There is no cure for RA, but through the balance of pharmacological and nonpharmacological reatment, it can induce remission of symptoms, more so when treatment begins earlier on. With medications like disease-modifying antirheumatic drugs (DMARDs) which can slow the progression of rheumatoid arthritis and save the joints and other tissues from permanent damage (Heidari, 2011) . Other drugs that may serve as beneficial include steroids, anti-inflammatory, and immunosuppressive drugs (Braun & Anderson, 2017).
Regarding non-pharmacological strategies, a physician may recommend going to a physical or occupational therapist who can show the individual exercise to keep joints flexible and promote mobility. Additionally, a therapist may suggest new ways to complete daily tasks making it easier on the joints, for instance using your forearms to pick up an object rather than your hands or fingers. OTs and PTs may also introduce new devices that may help ease pain and mobility for the individual. If medications and therapies seem to be ineffective, one or more surgeries may be an option to consider to repair damaged joints, as it could restore the ability and use of the joint and reduce pain (Mayo Clinic, 2020) .
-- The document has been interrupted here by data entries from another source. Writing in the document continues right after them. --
//! Bridge WASM <-> JavaScript trung lập framework cho các hàm tính toán của dashboard.

use chrono::{DateTime, Utc};
use pageview_core::{
    ChartDimensions, DateRange, PageView, PageviewError, ProjectEntry, Rect, Size, UiConfig,
    Viewport,
};
use serde::Deserialize;
use serde_wasm_bindgen::{from_value, to_value};
use wasm_bindgen::prelude::*;

#[derive(Deserialize)]
pub struct JsChartDimensions {
    #[serde(default)]
    width: Option<f64>,
    #[serde(default)]
    height: Option<f64>,
    #[serde(default)]
    top_offset: Option<f64>,
    #[serde(default)]
    left_offset: Option<f64>,
}

impl From<JsChartDimensions> for ChartDimensions {
    fn from(cfg: JsChartDimensions) -> Self {
        let mut base = ChartDimensions::default();
        if let Some(width) = cfg.width {
            base.width = width;
        }
        if let Some(height) = cfg.height {
            base.height = height;
        }
        if let Some(top_offset) = cfg.top_offset {
            base.top_offset = top_offset;
        }
        if let Some(left_offset) = cfg.left_offset {
            base.left_offset = left_offset;
        }
        base
    }
}

/// Lượt xem gửi từ JavaScript, dạng chuỗi RFC 3339.
#[derive(Deserialize)]
#[serde(transparent)]
pub struct JsTimestamps(Vec<DateTime<Utc>>);

impl JsTimestamps {
    pub fn into_inner(self) -> Vec<DateTime<Utc>> {
        self.0
    }
}

fn install_panic_hook() {
    #[cfg(target_arch = "wasm32")]
    console_error_panic_hook::set_once();
}

fn js_error(context: &str, err: impl std::fmt::Display) -> JsValue {
    JsValue::from_str(&format!("{context}: {err}"))
}

#[wasm_bindgen]
pub fn layout_bar_chart(points: JsValue, dimensions: Option<JsValue>) -> Result<JsValue, JsValue> {
    install_panic_hook();

    let points = from_value::<Vec<pageview_core::BarInput>>(points)
        .map_err(|err| js_error("Không đọc được dữ liệu biểu đồ", err))?;

    let dimensions = match dimensions {
        Some(js_dimensions) => {
            let cfg: JsChartDimensions = from_value(js_dimensions)
                .map_err(|err| js_error("Không đọc được kích thước", err))?;
            ChartDimensions::from(cfg)
        }
        None => ChartDimensions::default(),
    };

    let chart = pageview_core::layout_bar_chart(&points, &dimensions)
        .map_err(|err| JsValue::from_str(&format_pageview_error(err)))?;

    to_value(&chart).map_err(|err| js_error("Không serialize biểu đồ", err))
}

/// Gom lượt xem theo khoảng thời gian; `now` mặc định là thời điểm hiện tại.
#[wasm_bindgen]
pub fn bucket_pageviews(
    timestamps: JsValue,
    range: &str,
    now: Option<String>,
) -> Result<JsValue, JsValue> {
    install_panic_hook();

    let timestamps: JsTimestamps =
        from_value(timestamps).map_err(|err| js_error("Không đọc được mốc thời gian", err))?;
    let range: DateRange = range
        .parse()
        .map_err(|err| JsValue::from_str(&format_pageview_error(err)))?;
    let now = parse_now(now)?;

    let buckets = pageview_core::bucket_pageviews(&timestamps.into_inner(), range, now);
    to_value(&buckets).map_err(|err| js_error("Không serialize kết quả", err))
}

fn parse_now(now: Option<String>) -> Result<DateTime<Utc>, JsValue> {
    match now {
        Some(value) => pageview_core::parse_timestamp(&value)
            .map_err(|err| JsValue::from_str(&format_pageview_error(err))),
        None => Ok(Utc::now()),
    }
}

/// Dữ liệu navbar: dropdown project và các lựa chọn khoảng thời gian.
#[wasm_bindgen]
pub fn navbar(
    projects: JsValue,
    selected_id: Option<String>,
    range: &str,
) -> Result<JsValue, JsValue> {
    install_panic_hook();

    let projects: Vec<ProjectEntry> =
        from_value(projects).map_err(|err| js_error("Không đọc được danh sách project", err))?;
    let range = DateRange::parse_lenient(range);

    let navbar = pageview_core::navbar(&projects, selected_id.as_deref(), range);
    to_value(&navbar).map_err(|err| js_error("Không serialize navbar", err))
}

/// Bảng trang xem nhiều nhất; `offset` là giá trị thô từ query string.
#[wasm_bindgen]
pub fn page_views_table(
    views: JsValue,
    project_id: &str,
    range: &str,
    offset: Option<String>,
    now: Option<String>,
) -> Result<JsValue, JsValue> {
    install_panic_hook();

    let views: Vec<PageView> =
        from_value(views).map_err(|err| js_error("Không đọc được lượt xem", err))?;
    let range = DateRange::parse_lenient(range);
    let offset = offset
        .as_deref()
        .map(pageview_core::parse_offset)
        .unwrap_or_default();
    let now = parse_now(now)?;

    let table = pageview_core::page_views_table(&views, project_id, range, now, offset);
    to_value(&table).map_err(|err| js_error("Không serialize bảng", err))
}

#[wasm_bindgen]
pub fn place_tooltip(
    bar: JsValue,
    tooltip: JsValue,
    viewport: JsValue,
    gap: Option<f64>,
) -> Result<JsValue, JsValue> {
    install_panic_hook();

    let bar: Rect = from_value(bar).map_err(|err| js_error("Không đọc được toạ độ cột", err))?;
    let tooltip: Size =
        from_value(tooltip).map_err(|err| js_error("Không đọc được kích thước tooltip", err))?;
    let viewport: Viewport =
        from_value(viewport).map_err(|err| js_error("Không đọc được viewport", err))?;
    let gap = gap.unwrap_or_else(|| UiConfig::default().tooltip_gap_px);

    let placement = pageview_core::place_tooltip(&bar, tooltip, &viewport, gap);
    to_value(&placement).map_err(|err| js_error("Không serialize vị trí", err))
}

fn format_pageview_error(err: PageviewError) -> String {
    format!("Pageview error: {err}")
}
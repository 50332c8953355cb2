use chrono::{DateTime, Duration, TimeZone, Utc};
use pageview_core::{
    page_views_table, parse_offset, top_pages, DateRange, PageRow, PageView, PAGE_LIMIT,
};

fn now() -> DateTime<Utc> {
    Utc.with_ymd_and_hms(2024, 3, 5, 12, 0, 0)
        .single()
        .expect("Mốc thời gian không hợp lệ")
}

fn view(path: &str, title: &str, hours_ago: i64) -> PageView {
    PageView {
        path: path.to_string(),
        title: title.to_string(),
        received_at: now() - Duration::hours(hours_ago),
    }
}

/// `count` path khác nhau, path thứ `i` có `count - i` lượt xem.
fn many_paths(count: usize) -> Vec<PageView> {
    (0..count)
        .flat_map(|i| {
            let path = format!("/post-{i:02}");
            (0..count - i).map(move |_| view(&path, "Post", 1))
        })
        .collect()
}

#[test]
fn groups_by_path_and_orders_by_views() {
    let views = vec![
        view("/about", "About", 2),
        view("/", "Home", 1),
        view("/", "Home", 3),
        view("/blog", "Blog", 4),
        view("/", "Home", 30),
    ];

    let slice = top_pages(&views, DateRange::Day, now(), PAGE_LIMIT, 0);

    assert_eq!(slice.total_rows, 3);
    assert_eq!(
        slice.rows,
        vec![
            PageRow {
                title: "Home".to_string(),
                path: "/".to_string(),
                views: 2,
            },
            PageRow {
                title: "About".to_string(),
                path: "/about".to_string(),
                views: 1,
            },
            PageRow {
                title: "Blog".to_string(),
                path: "/blog".to_string(),
                views: 1,
            },
        ]
    );
}

#[test]
fn title_comes_from_latest_view() {
    let views = vec![view("/", "Cũ", 5), view("/", "Mới", 1), view("/", "Giữa", 3)];

    let slice = top_pages(&views, DateRange::Day, now(), PAGE_LIMIT, 0);

    assert_eq!(slice.rows[0].title, "Mới");
    assert_eq!(slice.rows[0].views, 3);
}

#[test]
fn offset_and_limit_cut_one_page() {
    let views = many_paths(15);

    let slice = top_pages(&views, DateRange::Week, now(), 4, 8);

    assert_eq!(slice.total_rows, 15);
    let paths: Vec<&str> = slice.rows.iter().map(|row| row.path.as_str()).collect();
    assert_eq!(paths, vec!["/post-08", "/post-09", "/post-10", "/post-11"]);

    let past_end = top_pages(&views, DateRange::Week, now(), 4, 40);
    assert!(past_end.rows.is_empty());
    assert_eq!(past_end.total_rows, 15);
}

#[test]
fn single_page_hides_pagination() {
    let views = many_paths(3);

    let table = page_views_table(&views, "p1", DateRange::Day, now(), 0);

    assert_eq!(table.records.len(), 3);
    assert!(!table.should_show_pagination);
    assert_eq!(table.pagination.page_start_record, 1);
    assert_eq!(table.pagination.page_end_record, 3);
    assert_eq!(table.pagination.total_records, 3);
    assert_eq!(table.pagination.prev_link, None);
    assert_eq!(table.pagination.next_link, None);
}

#[test]
fn middle_page_links_both_ways() {
    let views = many_paths(25);

    let table = page_views_table(&views, "p1", DateRange::Month, now(), 10);

    assert!(table.should_show_pagination);
    assert_eq!(table.pagination.page_start_record, 11);
    assert_eq!(table.pagination.page_end_record, 20);
    assert_eq!(table.pagination.total_records, 25);
    assert_eq!(
        table.pagination.prev_link.as_deref(),
        Some("/?project_id=p1&daterange=1m&current_pageview_table_offset=0")
    );
    assert_eq!(
        table.pagination.next_link.as_deref(),
        Some("/?project_id=p1&daterange=1m&current_pageview_table_offset=20")
    );
}

#[test]
fn first_and_last_pages_have_one_link() {
    let views = many_paths(12);

    let first = page_views_table(&views, "p1", DateRange::Day, now(), 0);
    assert_eq!(first.pagination.prev_link, None);
    assert!(first.pagination.next_link.is_some());

    let last = page_views_table(&views, "p1", DateRange::Day, now(), 10);
    assert_eq!(last.records.len(), 2);
    assert_eq!(last.pagination.page_end_record, 12);
    assert!(last.pagination.prev_link.is_some());
    assert_eq!(last.pagination.next_link, None);
}

#[test]
fn empty_window_keeps_start_record() {
    let views = vec![view("/", "Home", 48)];

    let table = page_views_table(&views, "p1", DateRange::Day, now(), 20);

    assert!(table.records.is_empty());
    assert!(!table.should_show_pagination);
    assert_eq!(table.pagination.page_start_record, 21);
    assert_eq!(table.pagination.page_end_record, 0);
    assert_eq!(table.pagination.total_records, 0);
}

#[test]
fn unreadable_offset_falls_back_to_zero() {
    assert_eq!(parse_offset("20"), 20);
    assert_eq!(parse_offset(""), 0);
    assert_eq!(parse_offset("-10"), 0);
    assert_eq!(parse_offset("mười"), 0);
}
//! Dropdown: mô hình dữ liệu cho navbar và quyết định đóng/mở theo click.

use serde::{Deserialize, Serialize};

use crate::daterange::{date_range_options, DateRange, DateRangeOption};

/// Một lựa chọn trong dropdown.
#[derive(Debug, Clone, Default, Serialize, Deserialize, PartialEq, Eq)]
pub struct DropdownOption {
    pub name: String,
    pub link: String,
    #[serde(default)]
    pub value: String,
}

/// Dữ liệu để render một dropdown.
#[derive(Debug, Clone, Default, Serialize, Deserialize, PartialEq, Eq)]
pub struct Dropdown {
    pub selected: DropdownOption,
    pub options: Vec<DropdownOption>,
    #[serde(default)]
    pub input_name: String,
}

/// Project tối thiểu để dựng dropdown chọn project.
#[derive(Debug, Clone, Serialize, Deserialize, PartialEq, Eq)]
pub struct ProjectEntry {
    pub project_id: String,
    pub name: String,
}

/// Dựng dropdown chọn project cho navbar.
///
/// Link của mỗi lựa chọn giữ nguyên khoảng thời gian đang xem. Nếu không tìm
/// thấy `selected_id` thì chọn project đầu tiên.
pub fn project_dropdown(
    projects: &[ProjectEntry],
    selected_id: Option<&str>,
    range: DateRange,
) -> Dropdown {
    let options: Vec<DropdownOption> = projects
        .iter()
        .map(|project| DropdownOption {
            name: project.name.clone(),
            link: format!(
                "/?project_id={}&daterange={}",
                project.project_id,
                range.as_str()
            ),
            value: String::new(),
        })
        .collect();

    let selected = selected_id
        .and_then(|id| {
            projects
                .iter()
                .position(|project| project.project_id == id)
        })
        .or((!options.is_empty()).then_some(0))
        .map(|index| options[index].clone())
        .unwrap_or_default();

    Dropdown {
        selected,
        options,
        input_name: String::new(),
    }
}

/// Dữ liệu navbar: dropdown project và dãy lựa chọn khoảng thời gian.
#[derive(Debug, Clone, Default, Serialize, Deserialize, PartialEq, Eq)]
pub struct Navbar {
    pub projects: Dropdown,
    pub date_ranges: Vec<DateRangeOption>,
}

/// Dựng navbar cho project đang xem. Link khoảng thời gian trỏ về project đã
/// được chọn trong dropdown, kể cả khi `selected_id` rơi về project đầu tiên.
pub fn navbar(projects: &[ProjectEntry], selected_id: Option<&str>, range: DateRange) -> Navbar {
    let project_id = selected_id
        .filter(|id| projects.iter().any(|project| project.project_id == *id))
        .or_else(|| projects.first().map(|project| project.project_id.as_str()))
        .unwrap_or_default();

    Navbar {
        projects: project_dropdown(projects, selected_id, range),
        date_ranges: date_range_options(project_id, range),
    }
}

/// Vị trí của click so với các dropdown.
#[derive(Debug, Clone, Copy, PartialEq, Eq)]
pub enum ClickTarget {
    /// Nút kích hoạt của dropdown thứ `i`.
    Trigger(usize),
    /// Bên trong một dropdown container nhưng không phải nút kích hoạt.
    InsideContainer,
    /// Mọi nơi khác trong document.
    Outside,
}

#[derive(Debug, Clone, Copy, PartialEq, Eq)]
pub enum DropdownAction {
    /// Đảo trạng thái dropdown `i` và chặn lan truyền sự kiện.
    Toggle(usize),
    Keep,
    CloseAll,
}

pub fn resolve_click(target: ClickTarget) -> DropdownAction {
    match target {
        ClickTarget::Trigger(index) => DropdownAction::Toggle(index),
        ClickTarget::InsideContainer => DropdownAction::Keep,
        ClickTarget::Outside => DropdownAction::CloseAll,
    }
}

/// Trạng thái đóng/mở của các dropdown trên trang, không gắn với DOM.
#[derive(Debug, Clone, Default, PartialEq, Eq)]
pub struct DropdownSet {
    open: Vec<bool>,
}

impl DropdownSet {
    pub fn new(count: usize) -> Self {
        Self {
            open: vec![false; count],
        }
    }

    pub fn is_open(&self, index: usize) -> bool {
        self.open.get(index).copied().unwrap_or(false)
    }

    /// Chỉ số các dropdown đang mở.
    pub fn open_indices(&self) -> Vec<usize> {
        self.open
            .iter()
            .enumerate()
            .filter_map(|(index, open)| open.then_some(index))
            .collect()
    }

    /// Áp dụng một click; chỉ số ngoài phạm vi bị bỏ qua.
    pub fn handle_click(&mut self, target: ClickTarget) -> DropdownAction {
        let action = resolve_click(target);
        match action {
            DropdownAction::Toggle(index) => {
                if let Some(open) = self.open.get_mut(index) {
                    *open = !*open;
                }
            }
            DropdownAction::Keep => {}
            DropdownAction::CloseAll => self.open.iter_mut().for_each(|open| *open = false),
        }
        action
    }
}
#![cfg(target_arch = "wasm32")]

//! Component Yew cho biểu đồ cột và dropdown, dùng chung logic với trang tĩnh.

use std::rc::Rc;

use pageview_core::{BarChart, ChartBar, ClickTarget, Dropdown, DropdownOption, DropdownSet, UiConfig};
use web_sys::{Element, Event, HtmlElement, MouseEvent};
use yew::prelude::*;
use yew::TargetCast;

use crate::dom::{self, Listener};
use crate::styles;
use crate::tooltip::TooltipController;

#[hook]
fn use_default_styles() {
    use_effect_with((), |_| {
        if let Err(err) = dom::document().and_then(|document| styles::ensure_styles(&document)) {
            dom::report("Không chèn được CSS mặc định", &err);
        }
        || ()
    });
}

#[derive(Properties, PartialEq)]
pub struct BarChartViewProps {
    pub chart: BarChart,
    #[prop_or_default]
    pub config: UiConfig,
}

#[function_component(BarChartView)]
pub fn bar_chart_view(props: &BarChartViewProps) -> Html {
    use_default_styles();

    let tooltip_ref = use_node_ref();
    let label_ref = use_node_ref();
    let value_ref = use_node_ref();
    let controller = use_mut_ref(|| None::<TooltipController>);

    {
        let controller = controller.clone();
        let tooltip_ref = tooltip_ref.clone();
        let label_ref = label_ref.clone();
        let value_ref = value_ref.clone();
        use_effect_with(props.config.clone(), move |config| {
            *controller.borrow_mut() = tooltip_ref.cast::<HtmlElement>().map(|root| {
                TooltipController::new(
                    root,
                    label_ref.cast::<Element>(),
                    value_ref.cast::<Element>(),
                    config,
                )
            });
            || ()
        });
    }

    let on_move = {
        let controller = controller.clone();
        Callback::from(move |event: MouseEvent| {
            let Some(bar) = event.target_dyn_into::<Element>() else {
                return;
            };
            if let Some(controller) = controller.borrow().as_ref() {
                if let Err(err) = controller.hover(&bar) {
                    dom::report("Không hiển thị được tooltip", &err);
                }
            }
        })
    };

    let on_leave = Callback::from(move |_: MouseEvent| {
        if let Some(controller) = controller.borrow().as_ref() {
            if let Err(err) = controller.hide() {
                dom::report("Không ẩn được tooltip", &err);
            }
        }
    });

    let chart = &props.chart;
    html! {
        <div class="pageview-chart">
            <svg
                class="bar-chart"
                viewBox={format!("0 0 {} {}", chart.width, chart.height)}
                preserveAspectRatio="none"
            >
                { for chart.bars.iter().map(|bar| render_bar(bar, &on_move, &on_leave)) }
            </svg>
            <div class="tooltip" ref={tooltip_ref} style="display: none;">
                <span class="label" ref={label_ref}></span>
                <span class="value" ref={value_ref}></span>
            </div>
        </div>
    }
}

fn render_bar(bar: &ChartBar, on_move: &Callback<MouseEvent>, on_leave: &Callback<MouseEvent>) -> Html {
    let baseline = bar.max_height;
    html! {
        <g>
            <rect
                class="bar-track"
                x={bar.x.to_string()}
                y={bar.top_offset.to_string()}
                width={bar.width.to_string()}
                height={(baseline - bar.top_offset).to_string()}
            />
            <rect
                class="bar"
                x={bar.x.to_string()}
                y={bar.y.to_string()}
                width={bar.width.to_string()}
                height={(baseline - bar.y).max(0.0).to_string()}
                data-label={bar.label.clone()}
                data-value={bar.value.to_string()}
                onmousemove={on_move.clone()}
                onmouseleave={on_leave.clone()}
            />
        </g>
    }
}

#[derive(Clone, PartialEq)]
struct DropdownState(DropdownSet);

impl Reducible for DropdownState {
    type Action = ClickTarget;

    fn reduce(self: Rc<Self>, action: Self::Action) -> Rc<Self> {
        let mut next = (*self).clone();
        next.0.handle_click(action);
        if next == *self {
            return self;
        }
        Rc::new(next)
    }
}

#[derive(Properties, PartialEq)]
pub struct DropdownViewProps {
    pub dropdown: Dropdown,
    #[prop_or_default]
    pub config: UiConfig,
}

#[function_component(DropdownView)]
pub fn dropdown_view(props: &DropdownViewProps) -> Html {
    use_default_styles();

    let state = use_reducer(|| DropdownState(DropdownSet::new(1)));
    let container_ref = use_node_ref();

    {
        let dispatcher = state.dispatcher();
        let container_ref = container_ref.clone();
        use_effect_with((), move |_| {
            let on_click = move |event: Event| {
                let inside = match (container_ref.cast::<Element>(), dom::event_element(&event)) {
                    (Some(container), Some(target)) => dom::is_inside(&container, &target),
                    _ => false,
                };
                dispatcher.dispatch(if inside {
                    ClickTarget::InsideContainer
                } else {
                    ClickTarget::Outside
                });
            };
            let listener =
                dom::document().and_then(|document| Listener::new(&document, "click", on_click));
            if let Err(err) = &listener {
                dom::report("Không gắn được listener cho document", err);
            }
            move || drop(listener)
        });
    }

    let on_toggle = {
        let dispatcher = state.dispatcher();
        Callback::from(move |event: MouseEvent| {
            event.stop_propagation();
            dispatcher.dispatch(ClickTarget::Trigger(0));
        })
    };

    let open = state.0.is_open(0);
    let dropdown = &props.dropdown;
    html! {
        <div
            class={classes!("dropdown-container", open.then(|| props.config.open_class.clone()))}
            ref={container_ref}
        >
            <button type="button" class="dropdown-button" onclick={on_toggle}>
                { dropdown.selected.name.clone() }
            </button>
            <ul class="dropdown-menu">
                { for dropdown.options.iter().map(|option| render_option(option, &dropdown.selected)) }
            </ul>
            if !dropdown.input_name.is_empty() {
                <input
                    type="hidden"
                    name={dropdown.input_name.clone()}
                    value={dropdown.selected.value.clone()}
                />
            }
        </div>
    }
}

fn render_option(option: &DropdownOption, selected: &DropdownOption) -> Html {
    let is_selected = option == selected;
    html! {
        <li>
            <a
                class={classes!("dropdown-option", is_selected.then_some("is-selected"))}
                href={option.link.clone()}
            >
                { option.name.clone() }
            </a>
        </li>
    }
}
1. Rheumatoid arthritis has been associated with multiple comorbidities and tends to increase a person's need for health care. Based on what you know about Shirley how likely is she to develop another disease ? Given her current situation what other diseases is she likely to develop (consider her mental well-being) ? What can be done to prevent or decrease the likelihood of her being diagnosed with another chronic disease?

2. What treatments plan or medications would you recommend for Shirley, given her condition? What things do you believe she should avoid, or try in order to improve the mobility in her hands? Do you believe there is a possibility to reverse some symptoms or alleviate the pain in the future?

3. As Shirley’s has limited options in regards to her work, what would you recommend she do so she can provide for herself and her son? Are there any alternatives in her landscaping specialization that require less manual labour ?

4. Given the strained relationship with her sister and doubt from her parents regarding the arthritis due to her age, what coping mechanisms can be recommended to Shirley and her family, so mend the relationship?